- _Problem statement_: Would you reproduce, without any alteration, the lines from the opening line of the entries through the line that has "offending request field." in it?

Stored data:
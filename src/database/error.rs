use std::{
    collections::BTreeMap,
    fmt::{self, Display},
};

use serde::Serialize;
use thiserror::Error as ThisError;
use warp::{http::StatusCode, reject::Rejection};

/// Messages keyed by the offending request field.
pub type FieldErrors = BTreeMap<String, Vec<String>>;

#[derive(Debug, Clone, Copy, PartialEq, Eq, ThisError)]
pub enum ErrorKind {
    #[error("Authentication credentials were not provided or are invalid")]
    Unauthenticated,
    #[error("Not found")]
    NotFound,
    #[error("Invalid input")]
    InvalidInput,
    #[error("Conflict")]
    Conflict,
    #[error("Internal server error")]
    Internal,
}

impl ErrorKind {
    pub fn new(self, info: &str) -> Error {
        Error {
            kind: self,
            info: Some(info.to_owned()),
            fields: FieldErrors::new(),
        }
    }

    pub fn status(&self) -> StatusCode {
        match self {
            ErrorKind::Unauthenticated => StatusCode::UNAUTHORIZED,
            ErrorKind::NotFound => StatusCode::NOT_FOUND,
            ErrorKind::InvalidInput => StatusCode::BAD_REQUEST,
            ErrorKind::Conflict => StatusCode::CONFLICT,
            ErrorKind::Internal => StatusCode::INTERNAL_SERVER_ERROR,
        }
    }
}

#[derive(Debug, ThisError)]
#[error("{kind}{}", .info.as_ref().map(|i| format!(": {i}")).unwrap_or_default())]
pub struct Error {
    pub kind: ErrorKind,
    pub info: Option<String>,
    pub fields: FieldErrors,
}

impl Error {
    /// Validation failure carrying per-field messages.
    pub fn invalid_fields(fields: FieldErrors) -> Self {
        Self {
            kind: ErrorKind::InvalidInput,
            info: None,
            fields,
        }
    }

    pub fn not_found(entity: &str) -> Self {
        ErrorKind::NotFound.new(&format!("No {entity} found with the given id"))
    }

    pub fn status(&self) -> StatusCode {
        self.kind.status()
    }

    /// Body sent to clients. Internal details never leave the process.
    pub fn body(&self) -> ErrorBody {
        let error = match self.kind {
            ErrorKind::Internal => self.kind.to_string(),
            _ => self.info.clone().unwrap_or_else(|| self.kind.to_string()),
        };

        ErrorBody {
            error,
            fields: (!self.fields.is_empty()).then(|| self.fields.clone()),
        }
    }
}

impl warp::reject::Reject for Error {}

#[derive(Debug, Serialize)]
pub struct ErrorBody {
    pub error: String,
    #[serde(skip_serializing_if = "Option::is_none")]
    pub fields: Option<FieldErrors>,
}

/// Storage failure. Converted into an `Internal` error; the detail is logged only.
#[derive(Debug)]
pub struct QueryError {
    info: String,
}

impl QueryError {
    pub fn new(info: String) -> Self {
        Self { info }
    }
}

impl From<sqlx::Error> for QueryError {
    fn from(value: sqlx::Error) -> Self {
        match value {
            sqlx::Error::Configuration(e) => Self::new(format!("{e}")),
            sqlx::Error::Database(e) => Self::new(format!(
                "{e} ({})",
                e.constraint().unwrap_or("no constraint")
            )),
            sqlx::Error::Io(e) => Self::new(format!("{e}")),
            sqlx::Error::Tls(e) => Self::new(format!("{e}")),
            sqlx::Error::Protocol(e) => Self::new(format!("{e}")),
            sqlx::Error::RowNotFound => Self::new(format!("RowNotFound")),
            sqlx::Error::TypeNotFound { type_name } => {
                Self::new(format!("Type not found: {type_name}"))
            }
            sqlx::Error::ColumnIndexOutOfBounds { index, len } => {
                Self::new(format!("Column index out of bounds {index} ({len})"))
            }
            sqlx::Error::ColumnNotFound(e) => Self::new(format!("{e}")),
            sqlx::Error::ColumnDecode { index, source } => {
                Self::new(format!("Column decode {index} ({source})"))
            }
            sqlx::Error::Decode(e) => Self::new(format!("{e}")),
            sqlx::Error::PoolTimedOut => Self::new(format!("Pool timed out")),
            sqlx::Error::PoolClosed => Self::new(format!("Pool closed")),
            sqlx::Error::WorkerCrashed => Self::new(format!("Worker crashed")),
            sqlx::Error::Migrate(e) => Self::new(format!("{e}")),
            _ => Self::new(format!("Unknown error")),
        }
    }
}

impl From<QueryError> for Error {
    fn from(value: QueryError) -> Self {
        log::error!("Query failed: {}", value.info);
        ErrorKind::Internal.new(&value.info)
    }
}

impl From<sqlx::Error> for Error {
    fn from(value: sqlx::Error) -> Self {
        QueryError::from(value).into()
    }
}

/// A single field failed to parse or validate.
#[derive(Debug)]
pub struct TypeError {
    field: String,
    info: String,
}

impl TypeError {
    pub fn new(field: &str, info: &str) -> Self {
        Self {
            field: field.to_string(),
            info: info.to_string(),
        }
    }
}

impl From<TypeError> for Error {
    fn from(value: TypeError) -> Self {
        let mut fields = FieldErrors::new();
        fields.insert(value.field, vec![value.info]);
        Error::invalid_fields(fields)
    }
}

impl Display for TypeError {
    fn fmt(&self, f: &mut fmt::Formatter<'_>) -> fmt::Result {
        write!(f, "({}: {})", self.field, self.info)
    }
}

impl std::error::Error for TypeError {}

impl From<TypeError> for Rejection {
    fn from(value: TypeError) -> Self {
        warp::reject::custom(Error::from(value))
    }
}

#[cfg(test)]
mod tests {
    use super::*;

    #[test]
    fn storage_errors_become_internal() {
        let error: Error = sqlx::Error::PoolTimedOut.into();

        assert_eq!(error.kind, ErrorKind::Internal);
        assert_eq!(error.info.as_deref(), Some("Pool timed out"));
    }

    #[test]
    fn type_errors_carry_their_field() {
        let error: Error = TypeError::new("assigned_only", "Must be 0 or 1.").into();

        assert_eq!(error.kind, ErrorKind::InvalidInput);
        assert_eq!(error.fields["assigned_only"], vec!["Must be 0 or 1.".to_string()]);
    }

    #[test]
    fn errors_propagate_as_rejections() {
        fn handler() -> Result<(), Rejection> {
            Err(ErrorKind::NotFound.new("No tag found with the given id"))?;
            Ok(())
        }
        fn query(value: &str) -> Result<(), Rejection> {
            Err(TypeError::new("tags", value))?;
            Ok(())
        }

        let rejection = handler().unwrap_err();
        assert_eq!(rejection.find::<Error>().unwrap().kind, ErrorKind::NotFound);

        let rejection = query("Expected a comma separated list of ids.").unwrap_err();
        let error = rejection.find::<Error>().unwrap();
        assert_eq!(error.kind, ErrorKind::InvalidInput);
        assert!(error.fields.contains_key("tags"));
    }

    #[test]
    fn kinds_map_to_statuses() {
        assert_eq!(ErrorKind::Unauthenticated.status(), StatusCode::UNAUTHORIZED);
        assert_eq!(ErrorKind::NotFound.status(), StatusCode::NOT_FOUND);
        assert_eq!(ErrorKind::InvalidInput.status(), StatusCode::BAD_REQUEST);
        assert_eq!(ErrorKind::Conflict.status(), StatusCode::CONFLICT);
        assert_eq!(ErrorKind::Internal.status(), StatusCode::INTERNAL_SERVER_ERROR);
    }

    #[test]
    fn internal_details_are_hidden_from_body() {
        let error = ErrorKind::Internal.new("connection refused on 10.0.0.3");
        let body = error.body();

        assert_eq!(body.error, "Internal server error");
        assert!(body.fields.is_none());
        assert!(error.to_string().contains("connection refused"));
    }

    #[test]
    fn field_errors_are_serialized() {
        let mut fields = FieldErrors::new();
        fields.insert(
            "price".into(),
            vec!["Ensure this value is greater than or equal to 0.".into()],
        );

        let body = serde_json::to_value(Error::invalid_fields(fields).body()).unwrap();

        assert_eq!(body["error"], "Invalid input");
        assert_eq!(
            body["fields"]["price"][0],
            "Ensure this value is greater than or equal to 0."
        );
    }

    #[test]
    fn not_found_has_no_fields_key() {
        let body = serde_json::to_value(Error::not_found("tag").body()).unwrap();

        assert_eq!(body["error"], "No tag found with the given id");
        assert!(body.get("fields").is_none());
    }
}
impl Form {
    fn push(&mut self, field: &str, message: impl Into<String>) {
        self.errors
            .entry(field.to_string())
            .or_default()
            .push(message.into());
    }

    fn required<T>(&mut self, field: &str, value: Option<T>) -> Option<T> {
        if value.is_none() {
            self.push(field, REQUIRED_FIELD);
        }
        value
    }

    fn text(&mut self, field: &str, value: String, max: usize) -> Option<String> {
        let value = value.trim().to_string();
        if value.is_empty() {
            self.push(field, BLANK_FIELD);
            return None;
        }
        if value.chars().count() > max {
            self.push(
                field,
                format!("Ensure this field has no more than {max} characters."),
            );
            return None;
        }
        Some(value)
    }

    /// Blank optional text is stored as absent.
    fn optional_text(
        &mut self,
        field: &str,
        value: Option<String>,
        max: Option<usize>,
    ) -> Option<String> {
        let value = value?.trim().to_string();
        if value.is_empty() {
            return None;
        }
        if let Some(max) = max {
            if value.chars().count() > max {
                self.push(
                    field,
                    format!("Ensure this field has no more than {max} characters."),
                );
                return None;
            }
        }
        Some(value)
    }

    fn time_minutes(&mut self, value: i64) -> Option<i32> {
        if value < 0 {
            self.push("time_minutes", "Ensure this value is greater than or equal to 0.");
            return None;
        }
        match i32::try_from(value) {
            Ok(value) => Some(value),
            Err(_) => {
                self.push("time_minutes", "Ensure this value is less than or equal to 2147483647.");
                None
            }
        }
    }

    fn price(&mut self, value: Decimal) -> Option<Decimal> {
        let value = value.normalize();
        let mut valid = true;
        if value.is_sign_negative() && !value.is_zero() {
            self.push("price", "Ensure this value is greater than or equal to 0.");
            valid = false;
        }
        if value.scale() > PRICE_DECIMAL_PLACES {
            let places = PRICE_DECIMAL_PLACES;
            self.push(
                "price",
                format!("Ensure that there are no more than {places} decimal places."),
            );
            valid = false;
        }
        let whole_digits = PRICE_MAX_DIGITS - PRICE_DECIMAL_PLACES;
        if value.trunc().abs() >= Decimal::from(10_i64.pow(whole_digits)) {
            self.push(
                "price",
                format!(
                    "Ensure that there are no more than {whole_digits} digits \
                     before the decimal point."
                ),
            );
            valid = false;
        }
        // Keep the stored precision: 5.5 becomes 5.50
        let mut value = value.abs();
        value.rescale(PRICE_DECIMAL_PLACES);
        valid.then_some(value)
    }

    /// Trims, validates and de-duplicates names, keeping first-seen order.
    fn names(&mut self, field: &str, values: Vec<NameInput>) -> Option<Vec<String>> {
        let mut names: Vec<String> = Vec::with_capacity(values.len());
        let mut valid = true;

        for (index, value) in values.into_iter().enumerate() {
            let name = value.into_name().trim().to_string();
            if name.is_empty() {
                self.push(field, format!("Item {index}: {BLANK_FIELD}"));
                valid = false;
            } else if name.chars().count() > NAME_MAX_LENGTH {
                self.push(
                    field,
                    format!(
                        "Item {index}: Ensure this field has no more than \
                         {NAME_MAX_LENGTH} characters."
                    ),
                );
                valid = false;
            } else if !names.contains(&name) {
                names.push(name);
            }
        }

        valid.then_some(names)
    }

    fn finish<T>(self, value: impl FnOnce() -> T) -> Result<T, Error> {
        if self.errors.is_empty() {
            Ok(value())
        } else {
            Err(Error::invalid_fields(self.errors))
        }
    }
}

- _Exercise output_:
filename src/database/error.rs
use std::{
    collections::BTreeMap,
    fmt::{self, Display},
};

use serde::Serialize;
use thiserror::Error as ThisError;
use warp::{http::StatusCode, reject::Rejection};

/// Messages keyed by the offending request field.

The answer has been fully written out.